Each record must be printed exactly as given.

----

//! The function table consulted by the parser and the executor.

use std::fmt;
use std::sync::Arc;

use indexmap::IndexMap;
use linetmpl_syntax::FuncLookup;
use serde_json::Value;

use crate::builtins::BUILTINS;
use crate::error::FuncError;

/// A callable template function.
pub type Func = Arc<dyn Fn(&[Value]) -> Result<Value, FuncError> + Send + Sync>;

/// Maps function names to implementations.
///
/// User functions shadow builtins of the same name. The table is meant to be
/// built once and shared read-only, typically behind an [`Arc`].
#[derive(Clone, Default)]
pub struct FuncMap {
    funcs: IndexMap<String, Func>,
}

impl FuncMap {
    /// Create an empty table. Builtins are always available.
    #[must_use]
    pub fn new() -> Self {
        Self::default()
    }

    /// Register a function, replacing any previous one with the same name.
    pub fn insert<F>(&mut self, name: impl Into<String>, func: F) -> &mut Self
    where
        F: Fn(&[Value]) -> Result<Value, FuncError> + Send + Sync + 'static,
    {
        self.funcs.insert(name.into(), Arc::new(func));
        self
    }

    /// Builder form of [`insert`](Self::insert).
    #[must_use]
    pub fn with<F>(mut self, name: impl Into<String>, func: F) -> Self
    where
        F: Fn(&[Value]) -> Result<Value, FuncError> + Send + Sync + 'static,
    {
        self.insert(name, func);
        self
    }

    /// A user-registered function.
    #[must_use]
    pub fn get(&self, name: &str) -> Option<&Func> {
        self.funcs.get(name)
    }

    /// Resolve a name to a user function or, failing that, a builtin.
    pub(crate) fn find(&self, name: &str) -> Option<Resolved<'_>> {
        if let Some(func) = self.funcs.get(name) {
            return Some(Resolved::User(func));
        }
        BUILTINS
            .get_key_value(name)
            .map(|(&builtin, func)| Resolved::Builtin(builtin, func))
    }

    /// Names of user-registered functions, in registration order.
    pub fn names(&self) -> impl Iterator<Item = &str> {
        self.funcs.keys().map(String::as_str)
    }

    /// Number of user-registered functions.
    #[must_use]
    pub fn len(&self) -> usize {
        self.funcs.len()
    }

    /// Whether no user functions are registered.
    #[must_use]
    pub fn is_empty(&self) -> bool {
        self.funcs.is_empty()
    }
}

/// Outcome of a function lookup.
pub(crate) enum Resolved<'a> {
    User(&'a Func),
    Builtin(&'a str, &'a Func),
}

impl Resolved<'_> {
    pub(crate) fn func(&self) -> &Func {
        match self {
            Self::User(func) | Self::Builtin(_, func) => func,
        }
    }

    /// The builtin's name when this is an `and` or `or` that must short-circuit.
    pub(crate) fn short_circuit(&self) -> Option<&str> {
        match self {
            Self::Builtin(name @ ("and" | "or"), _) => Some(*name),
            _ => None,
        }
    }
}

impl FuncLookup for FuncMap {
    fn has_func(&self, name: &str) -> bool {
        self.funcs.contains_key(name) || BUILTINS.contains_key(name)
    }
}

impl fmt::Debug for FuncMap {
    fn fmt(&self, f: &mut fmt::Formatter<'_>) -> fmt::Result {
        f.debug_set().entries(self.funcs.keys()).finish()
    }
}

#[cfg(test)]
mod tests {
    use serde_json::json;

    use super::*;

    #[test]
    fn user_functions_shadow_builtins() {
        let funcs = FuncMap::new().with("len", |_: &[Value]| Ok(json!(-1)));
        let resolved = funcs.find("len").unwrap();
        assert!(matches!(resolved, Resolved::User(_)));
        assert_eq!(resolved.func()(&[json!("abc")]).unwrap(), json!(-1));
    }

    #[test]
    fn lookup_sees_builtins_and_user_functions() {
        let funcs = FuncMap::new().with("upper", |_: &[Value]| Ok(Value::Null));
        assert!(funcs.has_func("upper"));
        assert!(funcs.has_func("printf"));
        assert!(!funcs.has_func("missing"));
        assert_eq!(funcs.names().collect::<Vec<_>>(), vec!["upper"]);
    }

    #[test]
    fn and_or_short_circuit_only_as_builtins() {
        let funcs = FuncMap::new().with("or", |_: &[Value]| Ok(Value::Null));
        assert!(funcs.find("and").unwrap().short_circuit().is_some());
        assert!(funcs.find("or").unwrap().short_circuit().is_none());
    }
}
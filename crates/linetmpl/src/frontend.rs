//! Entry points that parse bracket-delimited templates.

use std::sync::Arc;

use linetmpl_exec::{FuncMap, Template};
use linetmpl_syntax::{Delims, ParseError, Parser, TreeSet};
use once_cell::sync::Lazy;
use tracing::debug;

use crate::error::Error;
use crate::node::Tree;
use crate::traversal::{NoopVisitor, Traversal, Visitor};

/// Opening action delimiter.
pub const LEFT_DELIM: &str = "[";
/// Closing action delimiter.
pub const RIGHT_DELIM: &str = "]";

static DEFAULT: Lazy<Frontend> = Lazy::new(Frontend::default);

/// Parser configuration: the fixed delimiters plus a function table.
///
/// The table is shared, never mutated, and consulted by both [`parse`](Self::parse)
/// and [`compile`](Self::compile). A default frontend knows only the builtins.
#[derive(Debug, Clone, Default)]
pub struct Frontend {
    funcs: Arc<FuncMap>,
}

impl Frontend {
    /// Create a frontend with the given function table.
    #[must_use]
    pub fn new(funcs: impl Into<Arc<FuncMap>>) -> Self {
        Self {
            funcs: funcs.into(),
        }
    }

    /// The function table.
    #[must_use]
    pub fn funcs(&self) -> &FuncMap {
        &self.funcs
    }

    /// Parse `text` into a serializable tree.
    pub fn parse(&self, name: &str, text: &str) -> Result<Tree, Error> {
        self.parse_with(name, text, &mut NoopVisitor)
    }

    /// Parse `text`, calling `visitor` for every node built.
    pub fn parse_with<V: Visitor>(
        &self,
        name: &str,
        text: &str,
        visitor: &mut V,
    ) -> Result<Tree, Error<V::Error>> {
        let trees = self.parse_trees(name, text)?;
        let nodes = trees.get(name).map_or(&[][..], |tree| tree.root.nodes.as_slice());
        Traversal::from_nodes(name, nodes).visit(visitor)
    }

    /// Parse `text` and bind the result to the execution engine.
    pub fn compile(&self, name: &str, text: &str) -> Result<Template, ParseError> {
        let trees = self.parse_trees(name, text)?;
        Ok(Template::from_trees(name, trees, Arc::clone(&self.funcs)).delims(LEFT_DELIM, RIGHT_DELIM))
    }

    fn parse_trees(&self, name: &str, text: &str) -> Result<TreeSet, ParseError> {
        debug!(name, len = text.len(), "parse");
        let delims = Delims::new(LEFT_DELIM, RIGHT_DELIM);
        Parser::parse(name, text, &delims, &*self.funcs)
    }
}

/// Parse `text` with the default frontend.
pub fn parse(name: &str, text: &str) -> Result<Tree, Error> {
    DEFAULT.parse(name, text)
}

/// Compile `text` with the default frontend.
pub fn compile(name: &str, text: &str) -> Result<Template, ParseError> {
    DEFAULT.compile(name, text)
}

----

_Completed task:_
//! The function table consulted by the parser and the executor.

use std::fmt;
use std::sync::Arc;

use indexmap::IndexMap;
use linetmpl_syntax::FuncLookup;
use serde_json::Value;

use crate::builtins::BUILTINS;
use crate::error::FuncError;

/// A callable template function.
pub type Func = Arc<dyn Fn(&[Value]) -> Result<Value, FuncError> + Send + Sync>;

/// Maps function names to implementations.
///
/// User functions shadow builtins of the same name. The table is meant to be
/// built once and shared read-only, typically behind an [`Arc`].
#[derive(Clone, Default)]
pub struct FuncMap {
    funcs: IndexMap<String, Func>,
}

impl FuncMap {
    /// Create an empty table. Builtins are always available.
    #[must_use]
    pub fn new() -> Self {
        Self::default()
    }

    /// Register a function, replacing any previous one with the same name.
    pub fn insert<F>(&mut self, name: impl Into<String>, func: F) -> &mut Self
    where
        F: Fn(&[Value]) -> Result<Value, FuncError> + Send + Sync + 'static,
    {
        self.funcs.insert(name.into(), Arc::new(func));
        self
    }

    /// Builder form of [`insert`](Self::insert).
    #[must_use]
    pub fn with<F>(mut self, name: impl Into<String>, func: F) -> Self
    where
        F: Fn(&[Value]) -> Result<Value, FuncError> + Send + Sync + 'static,
    {
        self.insert(name, func);
        self
    }

    /// A user-registered function.
    #[must_use]
    pub fn get(&self, name: &str) -> Option<&Func> {
        self.funcs.get(name)
    }

    /// Resolve a name to a user function or, failing that, a builtin.
    pub(crate) fn find(&self, name: &str) -> Option<Resolved<'_>> {
        if let Some(func) = self.funcs.get(name) {
            return Some(Resolved::User(func));
        }
        BUILTINS
            .get_key_value(name)
            .map(|(&builtin, func)| Resolved::Builtin(builtin, func))
    }

    /// Names of user-registered functions, in registration order.
    pub fn names(&self) -> impl Iterator<Item = &str> {
        self.funcs.keys().map(String::as_str)
    }

    /// Number of user-registered functions.
    #[must_use]
    pub fn len(&self) -> usize {
        self.funcs.len()
    }

    /// Whether no user functions are registered.
    #[must_use]
    pub fn is_empty(&self) -> bool {
        self.funcs.is_empty()
    }
}

/// Outcome of a function lookup.
pub(crate) enum Resolved<'a> {
    User(&'a Func),
    Builtin(&'a str, &'a Func),
}

impl Resolved<'_> {
    pub(crate) fn func(&self) -> &Func {
        match self {
            Self::User(func) | Self::Builtin(_, func) => func,
        }
    }

    /// The builtin's name when this is an `and` or `or` that must short-circuit.
    pub(crate) fn short_circuit(&self) -> Option<&str> {
        match self {
            Self::Builtin(name @ ("and" | "or"), _) => Some(*name),
            _ => None,
        }
    }
}

impl FuncLookup for FuncMap {
    fn has_func(&self, name: &str) -> bool {
        self.funcs.contains_key(name) || BUILTINS.contains_key(name)
    }
}

impl fmt::Debug for FuncMap {
    fn fmt(&self, f: &mut fmt::Formatter<'_>) -> fmt::Result {
        f.debug_set().entries(self.funcs.keys()).finish()
    }
}

#[cfg(test)]
mod tests {
    use serde_json::json;

    use super::*;

    #[test]
    fn user_functions_shadow_builtins() {
        let funcs = FuncMap::new().with("len", |_: &[Value]| Ok(json!(-1)));
        let resolved = funcs.find("len").unwrap();
        assert!(matches!(resolved, Resolved::User(_)));
        assert_eq!(resolved.func()(&[json!("abc")]).unwrap(), json!(-1));
    }

    #[test]
    fn lookup_sees_builtins_and_user_functions() {
        let funcs = FuncMap::new().with("upper", |_: &[Value]| Ok(Value::Null));
        assert!(funcs.has_func("upper"));
        assert!(funcs.has_func("printf"));
        assert!(!funcs.has_func("missing"));
        assert_eq!(funcs.names().collect::<Vec<_>>(), vec!["upper"]);
    }

    #[test]
    fn and_or_short_circuit_only_as_builtins() {
        let funcs = FuncMap::new().with("or", |_: &[Value]| Ok(Value::Null));
        assert!(funcs.find("and").unwrap().short_circuit().is_some());
        assert!(funcs.find("or").unwrap().short_circuit().is_none());
    }
}
filename crates/linetmpl/src/frontend.rs
//! Entry points that parse bracket-delimited templates.

use std::sync::Arc;

use linetmpl_exec::{FuncMap, Template};
use linetmpl_syntax::{Delims, ParseError, Parser, TreeSet};
use once_cell::sync::Lazy;
use tracing::debug;

use crate::error::Error;
use crate::node::Tree;
use crate::traversal::{NoopVisitor, Traversal, Visitor};

/// Opening action delimiter.
pub const LEFT_DELIM: &str = "[";
/// Closing action delimiter.
pub const RIGHT_DELIM: &str = "]";

static DEFAULT: Lazy<Frontend> = Lazy::new(Frontend::default);

/// Parser configuration: the fixed delimiters plus a function table.
///
/// The table is shared, never mutated, and consulted by both [`parse`](Self::parse)
/// and [`compile`](Self::compile). A default frontend knows only the builtins.
#[derive(Debug, Clone, Default)]
pub struct Frontend {
    funcs: Arc<FuncMap>,
}

impl Frontend {
    /// Create a frontend with the given function table.
    #[must_use]
    pub fn new(funcs: impl Into<Arc<FuncMap>>) -> Self {
        Self {
            funcs: funcs.into(),
        }
    }

    /// The function table.
    #[must_use]
    pub fn funcs(&self) -> &FuncMap {
        &self.funcs
    }

    /// Parse `text` into a serializable tree.
    pub fn parse(&self, name: &str, text: &str) -> Result<Tree, Error> {
        self.parse_with(name, text, &mut NoopVisitor)
    }

    /// Parse `text`, calling `visitor` for every node built.
    pub fn parse_with<V: Visitor>(
        &self,
        name: &str,
        text: &str,
        visitor: &mut V,
    ) -> Result<Tree, Error<V::Error>> {
        let trees = self.parse_trees(name, text)?;
        let nodes = trees.get(name).map_or(&[][..], |tree| tree.root.nodes.as_slice());
        Traversal::from_nodes(name, nodes).visit(visitor)
    }

    /// Parse `text` and bind the result to the execution engine.
    pub fn compile(&self, name: &str, text: &str) -> Result<Template, ParseError> {
        let trees = self.parse_trees(name, text)?;
        Ok(Template::from_trees(name, trees, Arc::clone(&self.funcs)).delims(LEFT_DELIM, RIGHT_DELIM))
    }

    fn parse_trees(&self, name: &str, text: &str) -> Result<TreeSet, ParseError> {
        debug!(name, len = text.len(), "parse");
        let delims = Delims::new(LEFT_DELIM, RIGHT_DELIM);
        Parser::parse(name, text, &delims, &*self.funcs)
    }
}

/// Parse `text` with the default frontend.
pub fn parse(name: &str, text: &str) -> Result<Tree, Error> {
    DEFAULT.parse(name, text)
}

/// Compile `text` with the default frontend.
pub fn compile(name: &str, text: &str) -> Result<Template, ParseError> {
    DEFAULT.compile(name, text)
}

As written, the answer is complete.